Edith Wolf: Esattamente. La mia prima domanda è stata se sarei servita come cavia. Ma la dottoressa Fauster mi ha spiegato tutto: come funziona il farmaco e quali vantaggi avrei avuto da esso.
Era da sola al colloquio?
Edith Wolf: No, mio marito mi accompagna sempre.
E si è consultata con lui se accettare o meno l'offerta della terapia?
Edith Wolf: Certo. Ho accettato il fatto che non potrò guarire del tutto. E sono grata che mi sia stata data questa occasione. Sono otto settimane che prendo il farmaco e devo dire che nel frattempo mi sento meglio.
Ha avuto degli effetti collaterali?
Edith Wolf: Sì, all’inizio. Delle specie di ragadi molto dolorose sulla punta delle dita, delle afte in bocca e una saliva amara. Nel frattempo le mie mani sono completamente guarite. Ora tutto va molto meglio. Sono contenta. L’unica cosa che mi manca ancora un po’ è l’appetito, infatti ho perso un po' di peso.
Però si sente serena? Come passa le sue giornate?
Edith Wolf: Non sono depressa, se è questo che intende. Per niente. Mi sembra che tutto proceda bene e mi sento molto ben accolta nel centro senologico di Bressanone, ci vado sempre volentieri. Per il resto cosa faccio? La mattina ho delle cose da sistemare in casa, ho un grande appartamento. Nel pomeriggio mi riposo per un'ora e poi mi piace fare una passeggiata con mio marito. O mi metto in terrazza, mi piacciono tantissimo i fiori e abbiamo tante belle piante. O me ne sto in casa e faccio dei lavoretti. È la mia passione.
Ed era anche la sua professione?
Edith Wolf: Sì, ho lavorato come professoressa di tecnica. Ma in realtà ero un'insegnante di cucito e di lavoretti manuali. Da giovane ragazza sono andata a studiare a Padova, solo lì c’era una scuola per materie avevo 17 anni ed ero l'unica tedesca nel convitto. Ma ero felice. Non dimenticherò mai il mio primo incarico nel 1963 a Merano, presso le Dame Inglesi. Ho avuto una classe di bambini dei masi di montagna, Avelengo, Lagundo e così via. Classi con 34 e più bambini. Facevamo lavori di artigianato e a maglia... Che gioia.
Ha dei figli?
Edith Wolf: Mio marito era vedovo e suo figlio aveva undici anni quando ci siamo sposati, aveva perso sua madre quando ne aveva sette. Ha una figlia di sette anni, Elena, la mia nipotina. Viene spesso. Prima di ammalarmi mi piaceva molto cucinare, e cucinavo molto bene. Ora un po' meno.

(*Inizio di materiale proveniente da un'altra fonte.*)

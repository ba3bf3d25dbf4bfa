//! The aspect runtime contract referenced by woven code.
//!
//! Generated code talks to aspects only through the names declared here: the
//! `AspectWeave.BaseAspect` hooks, the `AspectWeave.MethodExecInfo` context and the
//! `AspectWeave.ExecFlow` directive. Both the contract module and the minimal `System`
//! module it depends on are built in, so they always resolve.

use serde::{Deserialize, Serialize};
use strum::{AsRefStr, Display, EnumIter, IntoEnumIterator};

use crate::{
    metadata::{
        memberref::MethodRef,
        method::{MethodDef, MethodModifiers, ParamDef, PropertyDef},
        module::Module,
        signatures::{TypeRef, TypeSig},
        token::Token,
        typedef::{TypeAttributes, TypeDef},
    },
    Result,
};

/// Name of the built-in contract module
pub const CONTRACT_MODULE: &str = "AspectWeave";
/// Name of the built-in system module
pub const SYSTEM_MODULE: &str = "System.Runtime";

/// Base type every aspect derives from
pub const BASE_ASPECT: &str = "AspectWeave.BaseAspect";
/// Per-activation execution context
pub const METHOD_EXEC_INFO: &str = "AspectWeave.MethodExecInfo";
/// Flow directive enum
pub const EXEC_FLOW: &str = "AspectWeave.ExecFlow";
/// Element target enum
pub const ELEMENT_TARGETS: &str = "AspectWeave.ElementTargets";

/// Root of the type hierarchy
pub const SYSTEM_OBJECT: &str = "System.Object";
/// Root of the exception hierarchy
pub const SYSTEM_EXCEPTION: &str = "System.Exception";
/// Member descriptor passed to `Initialize`
pub const MEMBER_INFO: &str = "System.Reflection.MemberInfo";

/// Namespace prefix of the synthesized initializer type
pub const INIT_NAMESPACE_PREFIX: &str = "AspectWeave.Generated_";
/// Name of the synthesized initializer type
pub const INIT_TYPE_NAME: &str = "AspectsCollection";

/// Exception types provided by the system module, with their base type
pub const SYSTEM_EXCEPTIONS: &[(&str, &str)] = &[
    ("System.SystemException", SYSTEM_EXCEPTION),
    ("System.ApplicationException", SYSTEM_EXCEPTION),
    ("System.ArgumentException", "System.SystemException"),
    ("System.ArgumentNullException", "System.ArgumentException"),
    ("System.InvalidOperationException", "System.SystemException"),
    ("System.NotSupportedException", "System.SystemException"),
    ("System.ArithmeticException", "System.SystemException"),
    ("System.DivideByZeroException", "System.ArithmeticException"),
    ("System.NullReferenceException", "System.SystemException"),
    ("System.InvalidCastException", "System.SystemException"),
    ("System.IndexOutOfRangeException", "System.SystemException"),
];

/// The four lifecycle hooks of an aspect
#[derive(Debug, Clone, Copy, PartialEq, Eq, Hash, Display, AsRefStr, EnumIter)]
pub enum Hook {
    /// Before the original body
    OnEntry,
    /// After the body completed without exception
    OnSuccess,
    /// After the body raised an exception
    OnException,
    /// On every exit path
    OnExit,
}

/// Flow directive a hook may set on the execution context
#[derive(Debug, Clone, Copy, PartialEq, Eq, Display, Serialize, Deserialize)]
#[repr(i32)]
pub enum ExecFlow {
    /// Continue normally
    Default = 0,
    /// Return immediately with the context's return value
    Return = 1,
    /// Throw the context's exception
    ThrowException = 2,
}

impl ExecFlow {
    /// Decodes a raw directive; unknown values read as `Default`
    #[must_use]
    pub fn from_raw(value: i32) -> Self {
        match value {
            1 => ExecFlow::Return,
            2 => ExecFlow::ThrowException,
            _ => ExecFlow::Default,
        }
    }
}

/// `System.Object`
#[must_use]
pub fn object_type() -> TypeRef {
    TypeRef::external(SYSTEM_MODULE, SYSTEM_OBJECT)
}

/// `System.Exception`
#[must_use]
pub fn exception_type() -> TypeRef {
    TypeRef::external(SYSTEM_MODULE, SYSTEM_EXCEPTION)
}

/// `AspectWeave.BaseAspect`
#[must_use]
pub fn base_aspect_type() -> TypeRef {
    TypeRef::external(CONTRACT_MODULE, BASE_ASPECT)
}

/// `AspectWeave.MethodExecInfo`
#[must_use]
pub fn exec_info_type() -> TypeRef {
    TypeRef::external(CONTRACT_MODULE, METHOD_EXEC_INFO)
}

fn exec_info_sig() -> TypeSig {
    TypeSig::Class(exec_info_type())
}

fn exception_sig() -> TypeSig {
    TypeSig::Class(exception_type())
}

/// `BaseAspect::<hook>(MethodExecInfo)`
#[must_use]
pub fn hook_ref(hook: Hook) -> MethodRef {
    MethodRef::instance(
        base_aspect_type(),
        hook.as_ref(),
        vec![exec_info_sig()],
        TypeSig::Void,
    )
}

/// `BaseAspect::Initialize(MemberInfo)`
#[must_use]
pub fn initialize_ref() -> MethodRef {
    MethodRef::instance(
        base_aspect_type(),
        "Initialize",
        vec![TypeSig::Class(TypeRef::external(SYSTEM_MODULE, MEMBER_INFO))],
        TypeSig::Void,
    )
}

/// `MethodExecInfo::.ctor(object[])`
#[must_use]
pub fn exec_info_ctor() -> MethodRef {
    MethodRef::constructor(exec_info_type(), vec![TypeSig::array_of(TypeSig::Object)])
}

/// Getter of the context property `name`
#[must_use]
pub fn exec_info_getter(name: &str) -> MethodRef {
    MethodRef::instance(
        exec_info_type(),
        format!("get_{name}"),
        Vec::new(),
        exec_info_property_sig(name),
    )
}

/// Setter of the context property `name`
#[must_use]
pub fn exec_info_setter(name: &str) -> MethodRef {
    MethodRef::instance(
        exec_info_type(),
        format!("set_{name}"),
        vec![exec_info_property_sig(name)],
        TypeSig::Void,
    )
}

fn exec_info_property_sig(name: &str) -> TypeSig {
    match name {
        "Arguments" => TypeSig::array_of(TypeSig::Object),
        "Exception" => exception_sig(),
        "ExecFlow" => TypeSig::ValueType(TypeRef::external(CONTRACT_MODULE, EXEC_FLOW)),
        _ => TypeSig::Object,
    }
}

/// True if `type_name` names the synthesized initializer type
#[must_use]
pub fn is_initializer_type(namespace: &str, name: &str) -> bool {
    namespace.starts_with(INIT_NAMESPACE_PREFIX) && name == INIT_TYPE_NAME
}

fn add_runtime_method(
    module: &mut Module,
    owner: Token,
    name: &str,
    flags: MethodModifiers,
    params: Vec<ParamDef>,
    return_type: TypeSig,
) -> Result<Token> {
    let mut method = MethodDef::new(name, flags, return_type);
    method.params = params;
    module.add_method(owner, method)
}

fn add_auto_property(
    module: &mut Module,
    owner: Token,
    name: &str,
    sig: TypeSig,
    read_only: bool,
) -> Result<()> {
    let accessor = MethodModifiers::PUBLIC | MethodModifiers::SPECIAL_NAME;
    let getter = add_runtime_method(
        module,
        owner,
        &format!("get_{name}"),
        accessor,
        Vec::new(),
        sig.clone(),
    )?;
    let setter = if read_only {
        None
    } else {
        Some(add_runtime_method(
            module,
            owner,
            &format!("set_{name}"),
            accessor,
            vec![ParamDef::new("value", sig.clone())],
            TypeSig::Void,
        )?)
    };
    module.add_property(
        owner,
        PropertyDef {
            token: Token::new(0),
            name: name.to_string(),
            declaring_type: Token::new(0),
            sig,
            getter: Some(getter),
            setter,
            attributes: Vec::new(),
        },
    )?;
    Ok(())
}

fn ctor_flags() -> MethodModifiers {
    MethodModifiers::PUBLIC | MethodModifiers::SPECIAL_NAME | MethodModifiers::RTSPECIAL_NAME
}

/// Builds the system module: `System.Object`, `System.String`, the exception hierarchy and
/// `System.Reflection.MemberInfo`.
///
/// # Errors
/// Only fails if the built-in tables overflow, which cannot happen for this fixed set.
pub fn system_module() -> Result<Module> {
    let mut module = Module::new(SYSTEM_MODULE);
    let object = module.add_type(TypeDef::new("System", "Object", TypeAttributes::PUBLIC))?;
    add_runtime_method(&mut module, object, ".ctor", ctor_flags(), Vec::new(), TypeSig::Void)?;
    add_runtime_method(
        &mut module,
        object,
        "ToString",
        MethodModifiers::PUBLIC | MethodModifiers::VIRTUAL,
        Vec::new(),
        TypeSig::String,
    )?;

    let mut string = TypeDef::new("System", "String", TypeAttributes::PUBLIC | TypeAttributes::SEALED);
    string.base = Some(object_type());
    let string = module.add_type(string)?;
    add_runtime_method(
        &mut module,
        string,
        "Concat",
        MethodModifiers::PUBLIC | MethodModifiers::STATIC,
        vec![ParamDef::new("a", TypeSig::Object), ParamDef::new("b", TypeSig::Object)],
        TypeSig::String,
    )?;

    let mut value_type = TypeDef::new("System", "ValueType", TypeAttributes::PUBLIC | TypeAttributes::ABSTRACT);
    value_type.base = Some(object_type());
    module.add_type(value_type)?;
    let mut enum_type = TypeDef::new("System", "Enum", TypeAttributes::PUBLIC | TypeAttributes::ABSTRACT);
    enum_type.base = Some(TypeRef::external(SYSTEM_MODULE, "System.ValueType"));
    module.add_type(enum_type)?;

    let mut member_info =
        TypeDef::new("System.Reflection", "MemberInfo", TypeAttributes::PUBLIC | TypeAttributes::ABSTRACT);
    member_info.base = Some(object_type());
    let member_info = module.add_type(member_info)?;
    add_auto_property(&mut module, member_info, "Name", TypeSig::String, true)?;

    let mut exception = TypeDef::new("System", "Exception", TypeAttributes::PUBLIC);
    exception.base = Some(object_type());
    let exception = module.add_type(exception)?;
    add_runtime_method(
        &mut module,
        exception,
        ".ctor",
        ctor_flags(),
        vec![ParamDef::new("message", TypeSig::String)],
        TypeSig::Void,
    )?;
    add_auto_property(&mut module, exception, "Message", TypeSig::String, true)?;

    for (full_name, base) in SYSTEM_EXCEPTIONS {
        let name = full_name.trim_start_matches("System.");
        let mut ty = TypeDef::new("System", name, TypeAttributes::PUBLIC);
        ty.base = Some(TypeRef::external(SYSTEM_MODULE, *base));
        let token = module.add_type(ty)?;
        add_runtime_method(
            &mut module,
            token,
            ".ctor",
            ctor_flags(),
            vec![ParamDef::new("message", TypeSig::String)],
            TypeSig::Void,
        )?;
    }
    Ok(module)
}

/// Builds the contract module: `BaseAspect`, `MethodExecInfo`, `ExecFlow` and
/// `ElementTargets`. Method bodies are provided by the runtime.
///
/// # Errors
/// Only fails if the built-in tables overflow, which cannot happen for this fixed set.
pub fn contract_module() -> Result<Module> {
    let mut module = Module::new(CONTRACT_MODULE);
    module.references.push(SYSTEM_MODULE.to_string());

    let mut base_aspect = TypeDef::new(
        CONTRACT_MODULE,
        "BaseAspect",
        TypeAttributes::PUBLIC | TypeAttributes::ABSTRACT,
    );
    base_aspect.base = Some(object_type());
    let base_aspect = module.add_type(base_aspect)?;
    add_runtime_method(&mut module, base_aspect, ".ctor", ctor_flags(), Vec::new(), TypeSig::Void)?;
    let virtual_hook = MethodModifiers::PUBLIC | MethodModifiers::VIRTUAL | MethodModifiers::NEW_SLOT;
    for hook in Hook::iter() {
        add_runtime_method(
            &mut module,
            base_aspect,
            hook.as_ref(),
            virtual_hook,
            vec![ParamDef::new("info", exec_info_sig())],
            TypeSig::Void,
        )?;
    }
    add_runtime_method(
        &mut module,
        base_aspect,
        "Initialize",
        virtual_hook,
        vec![ParamDef::new(
            "member",
            TypeSig::Class(TypeRef::external(SYSTEM_MODULE, MEMBER_INFO)),
        )],
        TypeSig::Void,
    )?;
    let element_targets = TypeSig::ValueType(TypeRef::external(CONTRACT_MODULE, ELEMENT_TARGETS));
    for (name, sig) in [
        ("Exclude", TypeSig::Boolean),
        ("Replace", TypeSig::Boolean),
        ("Order", TypeSig::I4),
        ("ElementTargets", element_targets),
        ("TypeTargets", TypeSig::String),
        ("MemberTargets", TypeSig::String),
    ] {
        add_auto_property(&mut module, base_aspect, name, sig, false)?;
    }

    let mut exec_info = TypeDef::new(CONTRACT_MODULE, "MethodExecInfo", TypeAttributes::PUBLIC);
    exec_info.base = Some(object_type());
    let exec_info = module.add_type(exec_info)?;
    add_runtime_method(
        &mut module,
        exec_info,
        ".ctor",
        ctor_flags(),
        vec![ParamDef::new("arguments", TypeSig::array_of(TypeSig::Object))],
        TypeSig::Void,
    )?;
    add_auto_property(&mut module, exec_info, "Arguments", exec_info_property_sig("Arguments"), true)?;
    for name in ["ReturnValue", "Exception", "ExecFlow", "Data"] {
        add_auto_property(&mut module, exec_info, name, exec_info_property_sig(name), false)?;
    }

    let value_type = TypeRef::external(SYSTEM_MODULE, "System.Enum");
    for name in ["ExecFlow", "ElementTargets"] {
        let mut ty = TypeDef::new(
            CONTRACT_MODULE,
            name,
            TypeAttributes::PUBLIC | TypeAttributes::SEALED,
        );
        ty.base = Some(value_type.clone());
        module.add_type(ty)?;
    }
    Ok(module)
}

Si sente in imbarazzo che la sua
malattia e questo programma di terapia siano diventati di dominio pubblico? In primavera c’era anche un servizio sulla RAI tedesca, adesso poi uscirà l’articolo sulla Chance…
Edith Wolf: No, per niente. Non ho mai fatto un segreto della mia malattia, ne parlo in modo aperto e senza problemi. E se facendo così posso aiutare altri, meglio ancora.